Es probable que este año supere la tasa de homicidios del 2017 y lo desplace como el más violento de la historia, según estimaciones del exministro de Seguridad Pública Michael Soto, basadas en este tipo de muertes registradas hasta ahora. El cálculo no es difícil de hacer. Al ritmo actual, el año cerraría con entre 615 y 620 homicidios para una tasa del 12,3 o 12,4 por cada 100.000 habitantes, superior a la de 12,1 del 2017.
La tasa de 11 por cada 100.000 habitantes de los últimos años tampoco es para respirar tranquilos, sobre todo cuando la estadística se compone de cifras mucho peores en algunas zonas del país, como el Atlántico, donde la tasa es de 32,7 por cada 100.000 habitantes, el triple de la nacional. Otro tanto puede decirse de Puntarenas (20,8 por cada 100.000).
El dato impone la urgente obligación de recuperar las costas para rescatarlas de índices de violencia similares a los de otros países de la región reconocidos por la inseguridad. Vivir en Limón es más inseguro que hacerlo en México, aunque en ese país también hay estados que elevan las estadísticas, principalmente los más azotados por el narcotráfico.
Lo mismo sucede en Costa Rica, a otra escala. La relación entre narcotráfico y homicidios está clara, tanto que, según el exministro y ahora jefe de Planes y Operaciones del Organismo de Investigación Judicial (OIJ), el paralelismo entre los decomisos de droga y la violencia es estrecho. Cuanta más actividad del narcotráfico, mayor cantidad de decomisos y violencia habrá producto de disputas por territorios y ajustes de cuentas.
Esa relación también determina las características de las víctimas y los victimarios. En el narcotráfico local, participan mayoritariamente hombres jóvenes. Esta es la descripción más frecuente de las víctimas de homicidios y también de quienes cometen los crímenes. Cuatro de cada diez asesinados están entre los 18 y los 30 años, según los análisis divulgados por la Universidad Hispanoamericana.
Por lo general, dice el exministro, se trata de jóvenes con un nivel educativo de colegio o menos, procedentes de zonas urbano-marginales.

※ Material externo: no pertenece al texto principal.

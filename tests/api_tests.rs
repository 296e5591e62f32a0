use axum::{
    body::{to_bytes, Body},
    http::{header, Method, Request, StatusCode},
    Router,
};
use serde_json::{json, Value};
use tempfile::TempDir;
use tower::ServiceExt;

use drivelog::config::EnvironmentConfig;
use drivelog::repositories::Repositories;
use drivelog::services::blob_storage::LocalBlobStore;
use drivelog::{create_router, AppState};

struct TestApp {
    router: Router,
    _dir: TempDir,
}

struct TestResponse {
    status: StatusCode,
    body: Value,
}

async fn create_test_app() -> TestApp {
    let dir = tempfile::tempdir().unwrap();
    let config = EnvironmentConfig {
        upload_dir: dir.path().to_path_buf(),
        bcrypt_cost: 4,
        rate_limit_requests: 1000,
        ..Default::default()
    };
    let blobs = LocalBlobStore::open(&config.upload_dir).await.unwrap();
    let state = AppState::new(Repositories::in_memory(), config, blobs);
    TestApp {
        router: create_router(state),
        _dir: dir,
    }
}

impl TestApp {
    async fn send(&self, request: Request<Body>) -> TestResponse {
        let response = self.router.clone().oneshot(request).await.unwrap();
        let status = response.status();
        let bytes = to_bytes(response.into_body(), usize::MAX).await.unwrap();
        let body = serde_json::from_slice(&bytes).unwrap_or(Value::Null);
        TestResponse { status, body }
    }

    async fn request(&self, method: Method, uri: &str, token: Option<&str>, body: Option<Value>) -> TestResponse {
        let mut builder = Request::builder().method(method).uri(uri);
        if let Some(token) = token {
            builder = builder.header(header::AUTHORIZATION, format!("Bearer {}", token));
        }
        let request = match body {
            Some(body) => builder
                .header(header::CONTENT_TYPE, "application/json")
                .body(Body::from(body.to_string()))
                .unwrap(),
            None => builder.body(Body::empty()).unwrap(),
        };
        self.send(request).await
    }

    async fn sign_up(&self, email: &str, name: &str) -> String {
        let response = self
            .request(
                Method::POST,
                "/api/auth/sign-up",
                None,
                Some(json!({ "email": email, "password": "secret-password", "name": name })),
            )
            .await;
        assert_eq!(response.status, StatusCode::CREATED, "{}", response.body);
        response.body["data"]["token"].as_str().unwrap().to_string()
    }

    /// Admin con empresa y un vehículo privado
    async fn admin_with_vehicle(&self) -> (String, String) {
        let token = self.sign_up("boss@example.com", "Boss").await;
        let response = self
            .request(Method::POST, "/api/companies", Some(&token), Some(json!({ "name": "Muster GmbH" })))
            .await;
        assert_eq!(response.status, StatusCode::CREATED, "{}", response.body);

        let response = self
            .request(
                Method::POST,
                "/api/vehicles",
                Some(&token),
                Some(json!({
                    "brand": "VW",
                    "model": "Caddy",
                    "license_plate": "B-DL 100",
                    "fuel_type": "Diesel",
                    "year": 2021,
                    "mileage": 12000
                })),
            )
            .await;
        assert_eq!(response.status, StatusCode::CREATED, "{}", response.body);
        let vehicle_id = response.body["data"]["id"].as_str().unwrap().to_string();
        (token, vehicle_id)
    }

    async fn invite(&self, token: &str, email: &str) -> TestResponse {
        self.request(
            Method::POST,
            "/api/drivers/invite",
            Some(token),
            Some(json!({ "email": email, "name": "Dora" })),
        )
        .await
    }
}

fn trip_body(vehicle_id: &str, km_start: i64, km_end: i64) -> Value {
    json!({
        "vehicle_id": vehicle_id,
        "date": "2025-06-02",
        "time_start": "07:30",
        "location_start": "Berlin",
        "location_end": "Potsdam",
        "km_start": km_start,
        "km_end": km_end,
        "purpose": "Kundenbesuch"
    })
}

#[tokio::test]
async fn test_health_check() {
    let app = create_test_app().await;
    let response = app.request(Method::GET, "/health", None, None).await;

    assert_eq!(response.status, StatusCode::OK);
    assert_eq!(response.body["status"], "ok");
    assert_eq!(response.body["service"], "drivelog");
}

#[tokio::test]
async fn test_protected_routes_require_token() {
    let app = create_test_app().await;

    let response = app.request(Method::GET, "/api/users/me", None, None).await;
    assert_eq!(response.status, StatusCode::UNAUTHORIZED);
    assert_eq!(response.body["message"], "Not authenticated");

    let response = app.request(Method::GET, "/api/users/me", Some("not-a-jwt"), None).await;
    assert_eq!(response.status, StatusCode::UNAUTHORIZED);
}

#[tokio::test]
async fn test_sign_in_with_wrong_password() {
    let app = create_test_app().await;
    app.sign_up("anna@example.com", "Anna").await;

    let response = app
        .request(
            Method::POST,
            "/api/auth/sign-in",
            None,
            Some(json!({ "email": "anna@example.com", "password": "wrong-password" })),
        )
        .await;
    assert_eq!(response.status, StatusCode::UNAUTHORIZED);
    assert_eq!(response.body["message"], "Invalid credentials");
}

#[tokio::test]
async fn test_invite_with_existing_email_fails() {
    let app = create_test_app().await;
    let (admin, _) = app.admin_with_vehicle().await;

    assert_eq!(app.invite(&admin, "dora@example.com").await.status, StatusCode::CREATED);
    assert_eq!(app.invite(&admin, "dora@example.com").await.status, StatusCode::CONFLICT);
}

#[tokio::test]
async fn test_sign_up_claims_invitation() {
    let app = create_test_app().await;
    let (admin, _) = app.admin_with_vehicle().await;
    let invited = app.invite(&admin, "dora@example.com").await;
    let profile_id = invited.body["data"]["id"].clone();

    let driver = app.sign_up("dora@example.com", "Dora").await;
    let me = app.request(Method::GET, "/api/users/me", Some(&driver), None).await;

    assert_eq!(me.status, StatusCode::OK);
    assert_eq!(me.body["profile"]["id"], profile_id);
    assert_eq!(me.body["profile"]["role"], "driver");
}

#[tokio::test]
async fn test_remove_driver_removes_assignments() {
    let app = create_test_app().await;
    let (admin, vehicle_id) = app.admin_with_vehicle().await;
    let invited = app.invite(&admin, "dora@example.com").await;
    let profile_id = invited.body["data"]["id"].as_str().unwrap().to_string();

    let response = app
        .request(
            Method::POST,
            &format!("/api/vehicles/{}/assignments", vehicle_id),
            Some(&admin),
            Some(json!({ "profile_id": profile_id })),
        )
        .await;
    assert_eq!(response.status, StatusCode::CREATED);

    let response = app
        .request(Method::DELETE, &format!("/api/drivers/{}", profile_id), Some(&admin), None)
        .await;
    assert_eq!(response.status, StatusCode::OK);
    assert_eq!(response.body["success"], true);

    let response = app
        .request(
            Method::DELETE,
            &format!("/api/vehicles/{}/assignments/{}", vehicle_id, profile_id),
            Some(&admin),
            None,
        )
        .await;
    assert_eq!(response.status, StatusCode::NOT_FOUND);

    let drivers = app.request(Method::GET, "/api/drivers", Some(&admin), None).await;
    assert_eq!(drivers.body.as_array().unwrap().len(), 1);
}

#[tokio::test]
async fn test_driver_cannot_manage_company() {
    let app = create_test_app().await;
    let (admin, vehicle_id) = app.admin_with_vehicle().await;
    app.invite(&admin, "dora@example.com").await;
    let driver = app.sign_up("dora@example.com", "Dora").await;

    let response = app.request(Method::GET, "/api/drivers", Some(&driver), None).await;
    assert_eq!(response.status, StatusCode::FORBIDDEN);
    assert_eq!(response.body["message"], "Not authorized");

    let response = app.request(Method::GET, "/api/vehicles", Some(&driver), None).await;
    assert_eq!(response.status, StatusCode::FORBIDDEN);

    let response = app
        .request(Method::DELETE, &format!("/api/vehicles/{}", vehicle_id), Some(&driver), None)
        .await;
    assert_eq!(response.status, StatusCode::FORBIDDEN);
}

#[tokio::test]
async fn test_driver_cannot_log_trip_on_unassigned_private_vehicle() {
    let app = create_test_app().await;
    let (admin, vehicle_id) = app.admin_with_vehicle().await;
    app.invite(&admin, "dora@example.com").await;
    let driver = app.sign_up("dora@example.com", "Dora").await;

    let response = app
        .request(Method::POST, "/api/trips", Some(&driver), Some(trip_body(&vehicle_id, 0, 25)))
        .await;
    assert_eq!(response.status, StatusCode::FORBIDDEN);

    let response = app
        .request(
            Method::PUT,
            &format!("/api/vehicles/{}", vehicle_id),
            Some(&admin),
            Some(json!({ "is_public": true })),
        )
        .await;
    assert_eq!(response.status, StatusCode::OK);

    let response = app
        .request(Method::POST, "/api/trips", Some(&driver), Some(trip_body(&vehicle_id, 0, 25)))
        .await;
    assert_eq!(response.status, StatusCode::CREATED);

    let mine = app.request(Method::GET, "/api/trips/mine", Some(&driver), None).await;
    assert_eq!(mine.body["total_km"], 25);
    assert_eq!(mine.body["entries"][0]["vehicle"]["license_plate"], "B-DL 100");
}

#[tokio::test]
async fn test_trip_update_with_invalid_odometer_is_rejected() {
    let app = create_test_app().await;
    let (admin, vehicle_id) = app.admin_with_vehicle().await;

    let created = app
        .request(Method::POST, "/api/trips", Some(&admin), Some(trip_body(&vehicle_id, 1000, 1050)))
        .await;
    assert_eq!(created.status, StatusCode::CREATED);
    let trip_id = created.body["data"]["id"].as_str().unwrap().to_string();

    let response = app
        .request(
            Method::PUT,
            &format!("/api/trips/{}", trip_id),
            Some(&admin),
            Some(json!({ "km_end": 1000 })),
        )
        .await;
    assert_eq!(response.status, StatusCode::BAD_REQUEST);

    let trip = app
        .request(Method::GET, &format!("/api/trips/{}", trip_id), Some(&admin), None)
        .await;
    assert_eq!(trip.body["km_end"], 1050);
    assert_eq!(trip.body["distance_km"], 50);
}

#[tokio::test]
async fn test_trip_delete_removes_attachments() {
    let app = create_test_app().await;
    let (admin, vehicle_id) = app.admin_with_vehicle().await;
    let created = app
        .request(Method::POST, "/api/trips", Some(&admin), Some(trip_body(&vehicle_id, 0, 10)))
        .await;
    let trip_id = created.body["data"]["id"].as_str().unwrap().to_string();

    let url = app.request(Method::POST, "/api/uploads/url", Some(&admin), None).await;
    assert_eq!(url.status, StatusCode::OK);
    let upload_url = url.body["upload_url"].as_str().unwrap().to_string();

    let uploaded = app
        .send(
            Request::builder()
                .method(Method::POST)
                .uri(&upload_url)
                .header(header::CONTENT_TYPE, "application/pdf")
                .body(Body::from("%PDF-1.4 receipt"))
                .unwrap(),
        )
        .await;
    assert_eq!(uploaded.status, StatusCode::CREATED, "{}", uploaded.body);
    let storage_id = uploaded.body["storage_id"].clone();

    let attached = app
        .request(
            Method::POST,
            &format!("/api/trips/{}/attachments", trip_id),
            Some(&admin),
            Some(json!({ "storage_id": storage_id, "file_name": "tankbeleg.pdf" })),
        )
        .await;
    assert_eq!(attached.status, StatusCode::CREATED, "{}", attached.body);
    assert_eq!(attached.body["data"]["kind"], "pdf");
    let attachment_id = attached.body["data"]["id"].as_str().unwrap().to_string();

    let content_uri = format!("/api/attachments/{}/content", attachment_id);
    let content = app.request(Method::GET, &content_uri, Some(&admin), None).await;
    assert_eq!(content.status, StatusCode::OK);

    let deleted = app
        .request(Method::DELETE, &format!("/api/trips/{}", trip_id), Some(&admin), None)
        .await;
    assert_eq!(deleted.status, StatusCode::OK);

    let content = app.request(Method::GET, &content_uri, Some(&admin), None).await;
    assert_eq!(content.status, StatusCode::NOT_FOUND);
}

#[tokio::test]
async fn test_upload_rejects_unsupported_content_type() {
    let app = create_test_app().await;
    let token = app.sign_up("anna@example.com", "Anna").await;
    let url = app.request(Method::POST, "/api/uploads/url", Some(&token), None).await;
    let upload_url = url.body["upload_url"].as_str().unwrap().to_string();

    let response = app
        .send(
            Request::builder()
                .method(Method::POST)
                .uri(&upload_url)
                .header(header::CONTENT_TYPE, "text/html")
                .body(Body::from("<html></html>"))
                .unwrap(),
        )
        .await;
    assert_eq!(response.status, StatusCode::BAD_REQUEST);
}

#[tokio::test]
async fn test_sign_in_is_rate_limited() {
    let dir = tempfile::tempdir().unwrap();
    let config = EnvironmentConfig {
        upload_dir: dir.path().to_path_buf(),
        bcrypt_cost: 4,
        rate_limit_requests: 2,
        ..Default::default()
    };
    let blobs = LocalBlobStore::open(&config.upload_dir).await.unwrap();
    let app = TestApp {
        router: create_router(AppState::new(Repositories::in_memory(), config, blobs)),
        _dir: dir,
    };

    let body = || Some(json!({ "email": "nobody@example.com", "password": "whatever" }));
    assert_eq!(app.request(Method::POST, "/api/auth/sign-in", None, body()).await.status, StatusCode::UNAUTHORIZED);
    assert_eq!(app.request(Method::POST, "/api/auth/sign-in", None, body()).await.status, StatusCode::UNAUTHORIZED);
    assert_eq!(
        app.request(Method::POST, "/api/auth/sign-in", None, body()).await.status,
        StatusCode::TOO_MANY_REQUESTS
    );
}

Las organizaciones criminales les encargan funciones de mayor riesgo, como el transporte de la droga, las amenazas y la protección de territorios.
Las causas, las localidades y los individuos más propensos a sufrir y cometer homicidios son conocidos, pero la lucha contra el fenómeno depende de muchos factores no controlados por la Policía, dice Soto para enfatizar la necesidad de “bastantes recursos económicos que el país justamente no tiene”.
Es un mensaje de resignación y desesperanza si, en efecto, no hubiera forma de invertir lo necesario para frenar la violencia. Si la inversión social, incluidos los recursos destinados a la educación y la salud, se manejara de forma óptima y estuviera dirigida a los sectores donde la necesidad es mayor, habría base para declarar la insolvencia frente a la criminalidad. Pero hay recursos desperdiciados y otros mal dirigidos.
Las barriadas más deprimidas de Limón y Puntarenas, para comenzar por lo más urgente, no son tan extensas para tornar prohibitivo el diseño y ejecución de los programas asistenciales, formativos y recreativos requeridos para comenzar a disputarle la juventud al narcotráfico. En el esfuerzo, las autoridades encontrarán colaboración de gran cantidad de vecinos preocupados por el futuro de hijos y nietos. Con inversiones relativamente modestas, también es posible lograr un impacto sobre la calidad de vida de las comunidades. La acción policial, tan intensa como sea necesario, solo tendrá éxito si se le concibe como un acompañamiento del programa social. No hay salidas meramente represivas y tampoco es posible cruzarnos de brazos.